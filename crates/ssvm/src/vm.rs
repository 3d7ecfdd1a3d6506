use std::collections::{BTreeMap, HashMap};
use std::fmt;

use serde::Serialize;
use statescript::{BinOp, Expr, Guard, Instr, Line, Operand, Script, UnaryOp, Value};
use tracing::debug;

use crate::error::VmError;

const MAX_STACK: usize = 4096;
const MAX_CALL_DEPTH: usize = 256;

/// Why a run stopped.
#[derive(Debug, Clone, Copy, PartialEq, Eq)]
pub enum Exit {
    /// `RETURN` with nothing to return to.
    Returned,
    /// `KILL`.
    Killed,
    /// Execution ran past the last line.
    EndOfScript,
}

/// An engine-side effect the simulator records instead of performing.
#[derive(Debug, Clone, PartialEq, Serialize)]
pub struct Event {
    pub line: usize,
    pub kind: &'static str,
    pub args: Vec<Value>,
    /// Verbatim text, for raw lines.
    pub text: Option<String>,
}

impl fmt::Display for Event {
    fn fmt(&self, f: &mut fmt::Formatter<'_>) -> fmt::Result {
        write!(f, "{}", self.kind)?;
        for arg in &self.args {
            write!(f, " {arg}")?;
        }
        if let Some(text) = &self.text {
            write!(f, " {text}")?;
        }
        Ok(())
    }
}

/// Executes a [`Script`] with flat state, an operand stack and a return stack.
pub struct Vm {
    script: Script,
    labels: HashMap<String, usize>,
    state: BTreeMap<String, Value>,
    stack: Vec<Value>,
    returns: Vec<usize>,
    step_count: u64,
    max_steps: u64,
    /// Engine effects, in execution order.
    pub events: Vec<Event>,
    /// Indices of executed instruction lines.
    pub trace: Vec<usize>,
    pub trace_enabled: bool,
}

impl Vm {
    pub fn new(script: Script) -> Result<Self, VmError> {
        let labels = script
            .label_index()?
            .into_iter()
            .map(|(name, idx)| (name.to_string(), idx))
            .collect();
        Ok(Vm {
            script,
            labels,
            state: BTreeMap::new(),
            stack: Vec::new(),
            returns: Vec::new(),
            step_count: 0,
            max_steps: 100_000,
            events: Vec::new(),
            trace: Vec::new(),
            trace_enabled: false,
        })
    }

    pub fn set_max_steps(&mut self, max: u64) {
        self.max_steps = max;
    }

    /// Seed a state slot before running. `INIT` lines still win.
    pub fn set_state(&mut self, name: impl Into<String>, value: Value) {
        self.state.insert(name.into(), value);
    }

    pub fn state(&self) -> &BTreeMap<String, Value> {
        &self.state
    }

    pub fn get(&self, name: &str) -> Option<&Value> {
        self.state.get(name)
    }

    pub fn stack(&self) -> &[Value] {
        &self.stack
    }

    pub fn step_count(&self) -> u64 {
        self.step_count
    }

    pub fn script(&self) -> &Script {
        &self.script
    }

    /// Apply load-time bindings, then execute from the first line.
    pub fn run(&mut self) -> Result<Exit, VmError> {
        self.load()?;
        let exit = self.execute()?;
        debug!(steps = self.step_count, ?exit, "script finished");
        Ok(exit)
    }

    fn load(&mut self) -> Result<(), VmError> {
        let inits: Vec<(String, Operand)> = self
            .script
            .instrs()
            .filter_map(|instr| match instr {
                Instr::Init { name, value } => Some((name.clone(), value.clone())),
                _ => None,
            })
            .collect();
        for (name, value) in inits {
            let value = self.eval_operand(&value)?;
            self.state.insert(name, value);
        }
        Ok(())
    }

    fn execute(&mut self) -> Result<Exit, VmError> {
        let mut ip = 0;
        loop {
            let Some(line) = self.script.lines.get(ip).cloned() else {
                return Ok(Exit::EndOfScript);
            };
            let instr = match line {
                Line::Instr(instr) => instr,
                Line::Raw(text) => {
                    self.events.push(Event {
                        line: ip,
                        kind: "RAW",
                        args: Vec::new(),
                        text: Some(text),
                    });
                    ip += 1;
                    continue;
                }
                Line::Label(_) | Line::Blank => {
                    ip += 1;
                    continue;
                }
            };

            self.step_count += 1;
            if self.step_count > self.max_steps {
                return Err(VmError::ExecutionLimitExceeded(self.max_steps));
            }
            if self.trace_enabled {
                self.trace.push(ip);
            }

            // Advance before executing; transfers overwrite.
            let here = ip;
            ip += 1;

            match instr {
                Instr::Init { .. } => {}
                Instr::Set { name, value } => {
                    let value = self.eval_operand(&value)?;
                    self.state.insert(name, value);
                }
                Instr::Goto { label, guard } => {
                    if self.guard_holds(guard.as_ref())? {
                        ip = self.resolve(&label)?;
                    }
                }
                Instr::CallIf { label, guard } => {
                    if self.guard_holds(Some(&guard))? {
                        ip = self.call(&label, ip)?;
                    }
                }
                Instr::Call { label } => {
                    ip = self.call(&label, ip)?;
                }
                Instr::Return => match self.returns.pop() {
                    Some(resume) => ip = resume,
                    None => return Ok(Exit::Returned),
                },
                Instr::Kill => return Ok(Exit::Killed),
                Instr::Wait { time, var } => {
                    let time = self.eval_operand(&time)?;
                    if let Some(var) = var {
                        self.state.insert(var, time.clone());
                    }
                    self.event(here, "WAIT", vec![time]);
                }
                Instr::WaitFor { guard } => {
                    if !self.guard_holds(Some(&guard))? {
                        return Err(VmError::Blocked(here));
                    }
                    self.event(here, "WAITFOR", Vec::new());
                }
                Instr::Thread { label, args } => {
                    self.resolve(&label)?;
                    let mut values = vec![Value::Str(label)];
                    values.extend(self.eval_all(&args)?);
                    self.event(here, "THREAD", values);
                }
                Instr::Push(value) => {
                    let value = self.eval_operand(&value)?;
                    if self.stack.len() >= MAX_STACK {
                        return Err(VmError::StackOverflow(MAX_STACK));
                    }
                    self.stack.push(value);
                }
                Instr::Pop(name) => {
                    let value = self.stack.pop().ok_or(VmError::StackUnderflow(here))?;
                    self.state.insert(name, value);
                }
                Instr::Peek(name) => {
                    let value = self.stack.last().cloned().ok_or(VmError::StackUnderflow(here))?;
                    self.state.insert(name, value);
                }
                Instr::Inc(name) => self.step_slot(name, 1.0)?,
                Instr::Dec(name) => self.step_slot(name, -1.0)?,
                Instr::SpawnBot {
                    template,
                    location,
                    attributes,
                } => {
                    let mut values = vec![self.eval_operand(&template)?, self.eval_operand(&location)?];
                    values.extend(self.eval_all(&attributes)?);
                    self.event(here, "SPAWNBOT", values);
                }
                Instr::MoveTo { prop, location } => {
                    let values = self.eval_all(&[prop, location])?;
                    self.event(here, "MOVETO", values);
                }
                Instr::Animate {
                    prop,
                    location,
                    time,
                } => {
                    let values = self.eval_all(&[prop, location, time])?;
                    self.event(here, "ANIMATE", values);
                }
                Instr::Delete { prop } => {
                    let values = self.eval_all(&[prop])?;
                    self.event(here, "DELETE", values);
                }
            }
        }
    }

    fn resolve(&self, label: &str) -> Result<usize, VmError> {
        self.labels
            .get(label)
            .copied()
            .ok_or_else(|| VmError::UnknownLabel(label.to_string()))
    }

    fn call(&mut self, label: &str, resume: usize) -> Result<usize, VmError> {
        let target = self.resolve(label)?;
        if self.returns.len() >= MAX_CALL_DEPTH {
            return Err(VmError::CallDepthExceeded(MAX_CALL_DEPTH));
        }
        self.returns.push(resume);
        Ok(target)
    }

    fn event(&mut self, line: usize, kind: &'static str, args: Vec<Value>) {
        self.events.push(Event {
            line,
            kind,
            args,
            text: None,
        });
    }

    fn step_slot(&mut self, name: String, delta: f64) -> Result<(), VmError> {
        let current = self.state.get(&name).cloned().unwrap_or(Value::Int(0));
        let n = current.as_number().ok_or(VmError::TypeError {
            expected: "number",
            got: current.type_name(),
        })?;
        self.state.insert(name, Value::number(n + delta));
        Ok(())
    }

    fn guard_holds(&self, guard: Option<&Guard>) -> Result<bool, VmError> {
        match guard {
            Some(Guard(expr)) => Ok(self.eval(expr)?.is_truthy()),
            None => Ok(true),
        }
    }

    fn eval_all(&self, operands: &[Operand]) -> Result<Vec<Value>, VmError> {
        operands.iter().map(|o| self.eval_operand(o)).collect()
    }

    fn eval_operand(&self, operand: &Operand) -> Result<Value, VmError> {
        match operand {
            Operand::Value(v) => Ok(v.clone()),
            // Undefined slots read as zero.
            Operand::Name(n) => Ok(self.state.get(n).cloned().unwrap_or(Value::Int(0))),
            Operand::Expr(e) => self.eval(e),
        }
    }

    /// Evaluate an embedded expression against the current state.
    pub fn eval(&self, expr: &Expr) -> Result<Value, VmError> {
        match expr {
            Expr::Value(v) => Ok(v.clone()),
            Expr::Name(n) => Ok(self.state.get(n).cloned().unwrap_or(Value::Int(0))),
            Expr::Unary { op, expr } => {
                let v = self.eval(expr)?;
                match op {
                    UnaryOp::Not => Ok(Value::bool(!v.is_truthy())),
                    UnaryOp::Neg => Ok(Value::number(-number(&v)?)),
                }
            }
            Expr::Cond {
                condition,
                then_value,
                else_value,
            } => {
                if self.eval(condition)?.is_truthy() {
                    self.eval(then_value)
                } else {
                    self.eval(else_value)
                }
            }
            Expr::Binary { op, left, right } => match op {
                BinOp::And => {
                    let l = self.eval(left)?.is_truthy();
                    Ok(Value::bool(l && self.eval(right)?.is_truthy()))
                }
                BinOp::Or => {
                    let l = self.eval(left)?.is_truthy();
                    Ok(Value::bool(l || self.eval(right)?.is_truthy()))
                }
                _ => {
                    let l = self.eval(left)?;
                    let r = self.eval(right)?;
                    binary(*op, &l, &r)
                }
            },
        }
    }
}

fn number(v: &Value) -> Result<f64, VmError> {
    v.as_number().ok_or(VmError::TypeError {
        expected: "number",
        got: v.type_name(),
    })
}

fn binary(op: BinOp, l: &Value, r: &Value) -> Result<Value, VmError> {
    match op {
        BinOp::Eq => Ok(Value::bool(values_equal(l, r))),
        BinOp::Neq => Ok(Value::bool(!values_equal(l, r))),
        BinOp::Add => match (l, r) {
            (Value::Str(a), Value::Str(b)) => Ok(Value::Str(format!("{a}{b}"))),
            _ => Ok(Value::number(number(l)? + number(r)?)),
        },
        BinOp::Sub => Ok(Value::number(number(l)? - number(r)?)),
        BinOp::Mul => Ok(Value::number(number(l)? * number(r)?)),
        BinOp::Div => {
            let d = number(r)?;
            if d == 0.0 {
                return Err(VmError::DivisionByZero);
            }
            Ok(Value::number(number(l)? / d))
        }
        BinOp::Lt => Ok(Value::bool(number(l)? < number(r)?)),
        BinOp::Lte => Ok(Value::bool(number(l)? <= number(r)?)),
        BinOp::Gt => Ok(Value::bool(number(l)? > number(r)?)),
        BinOp::Gte => Ok(Value::bool(number(l)? >= number(r)?)),
        // `eval` short-circuits these before both sides are evaluated.
        BinOp::And => Ok(Value::bool(l.is_truthy() && r.is_truthy())),
        BinOp::Or => Ok(Value::bool(l.is_truthy() || r.is_truthy())),
    }
}

fn values_equal(l: &Value, r: &Value) -> bool {
    match (l, r) {
        (Value::Str(a), Value::Str(b)) => a == b,
        _ => match (l.as_number(), r.as_number()) {
            (Some(a), Some(b)) => a == b,
            _ => false,
        },
    }
}
//! Thin layer over [`IntInput`] that turns fatal input outcomes into
//! [`anyhow`] errors so exercises only see a value or a stop.
use std::io::{BufRead, Write};

use anyhow::{Context, Result};
use drillkit::{IntInput, NextInt};

pub struct Console<R, W, E> {
    input: IntInput<R, W, E>,
}

impl<R: BufRead, W: Write, E: Write> Console<R, W, E> {
    pub fn new(input: IntInput<R, W, E>) -> Self {
        Self { input }
    }

    /// Prompts until an integer is entered. `Ok(None)` means the user
    /// stopped, either with the sentinel or by closing the input.
    pub fn ask(&mut self, prompt: &str) -> Result<Option<i32>> {
        match self.input.next_int(prompt) {
            NextInt::Value(value) => Ok(Some(value)),
            NextInt::UserStopped => Ok(None),
            NextInt::AllocationFailed(err) => Err(err).context("line buffer could not grow"),
            NextInt::InputFailed(err) => Err(err).context("failed to read from the terminal"),
        }
    }

    /// Like [`Console::ask`], with a hint naming the sentinel appended:
    /// `"{text} (enter 'q' to {action}): "`.
    pub fn ask_or(&mut self, text: &str, action: &str) -> Result<Option<i32>> {
        let prompt = format!(
            "{text} (enter '{}' to {action}): ",
            self.input.options().sentinel
        );
        self.ask(&prompt)
    }

    /// Parse errors reported while prompting.
    pub fn reported_errors(&self) -> usize {
        self.input.reported_errors()
    }

    pub fn out(&mut self) -> &mut W {
        self.input.out()
    }

    pub fn err(&mut self) -> &mut E {
        self.input.diagnostics()
    }

    pub fn into_parts(self) -> (R, W, E) {
        self.input.into_parts()
    }
}
//! Building blocks for small interactive data-structure exercises: a
//! NUL-terminated line buffer, a growable array with a doubling policy, a
//! strict integer parser and the prompt/retry loop that ties line reading and
//! parsing together.
//!
//! ```rust
//! use std::io::{self, Cursor};
//! use drillkit::{DynArray, IntInput, NextInt};
//!
//! let mut input = IntInput::new(Cursor::new("5\nabc\n-3\nq\n"), io::sink(), io::sink());
//! let mut values = DynArray::new();
//! while let NextInt::Value(n) = input.next_int("> ") {
//!     values.push(n).unwrap();
//! }
//! assert_eq!(values.as_slice(), &[5, -3]);
//! assert_eq!(input.reported_errors(), 1);
//! ```

mod byte_buffer;
mod dyn_array;
mod error;
mod int_parser;
mod line_reader;
mod options;
mod pipeline;


pub use byte_buffer::ByteBuffer;
pub use dyn_array::DynArray;
pub use error::{AllocationError, IndexError, LineError, ParseError, PushError};
pub use int_parser::{parse_int, parse_int_str};
pub use line_reader::{LineOutcome, LineReader};
pub use options::InputOptions;
pub use pipeline::{IntInput, NextInt};
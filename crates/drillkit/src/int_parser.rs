//! Strict decimal integer parsing.
//!
//! Accepted grammar: an optional single `-` followed by one or more ASCII
//! digits, and nothing else. No whitespace, no `+`, no radix prefixes.
//! Accumulation is overflow-checked digit by digit; negative numbers are
//! accumulated downwards so that `i32::MIN` is representable.
use crate::error::ParseError;

/// Parses `text` as a signed 32-bit decimal integer.
///
/// ```rust
/// use drillkit::{parse_int, ParseError};
///
/// assert_eq!(parse_int(b"-42"), Ok(-42));
/// assert_eq!(parse_int(b"-"), Err(ParseError::NoDigits));
/// assert_eq!(parse_int(b"99999999999999999999"), Err(ParseError::NumberTooLarge));
/// ```
pub fn parse_int(text: &[u8]) -> Result<i32, ParseError> {
    let (negative, digits) = match text {
        [] => return Err(ParseError::EmptyInput),
        [b'-', rest @ ..] => (true, rest),
        _ => (false, text),
    };
    let sign_len = text.len() - digits.len();

    let run = digits.iter().take_while(|b| b.is_ascii_digit()).count();
    if run == 0 {
        return Err(ParseError::NoDigits);
    }

    let mut value: i32 = 0;
    for &b in &digits[..run] {
        let digit = i32::from(b - b'0');
        value = if negative {
            value
                .checked_mul(10)
                .and_then(|v| v.checked_sub(digit))
                .ok_or(ParseError::NumberTooSmall)?
        } else {
            value
                .checked_mul(10)
                .and_then(|v| v.checked_add(digit))
                .ok_or(ParseError::NumberTooLarge)?
        };
    }

    if let Some(&byte) = digits.get(run) {
        return Err(ParseError::TrailingGarbage {
            offset: sign_len + run,
            byte,
        });
    }

    Ok(value)
}

/// [`parse_int`] for text that is already a `str`.
pub fn parse_int_str(text: &str) -> Result<i32, ParseError> {
    parse_int(text.as_bytes())
}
.....
◆ **WHAT YOU WILL DO**:
Each line in the entries above that includes the string "decimal" should be extracted.

◆ **OUTPUT OF THE EXERCISE**:
//! Strict decimal integer parsing.
/// Parses `text` as a signed 32-bit decimal integer.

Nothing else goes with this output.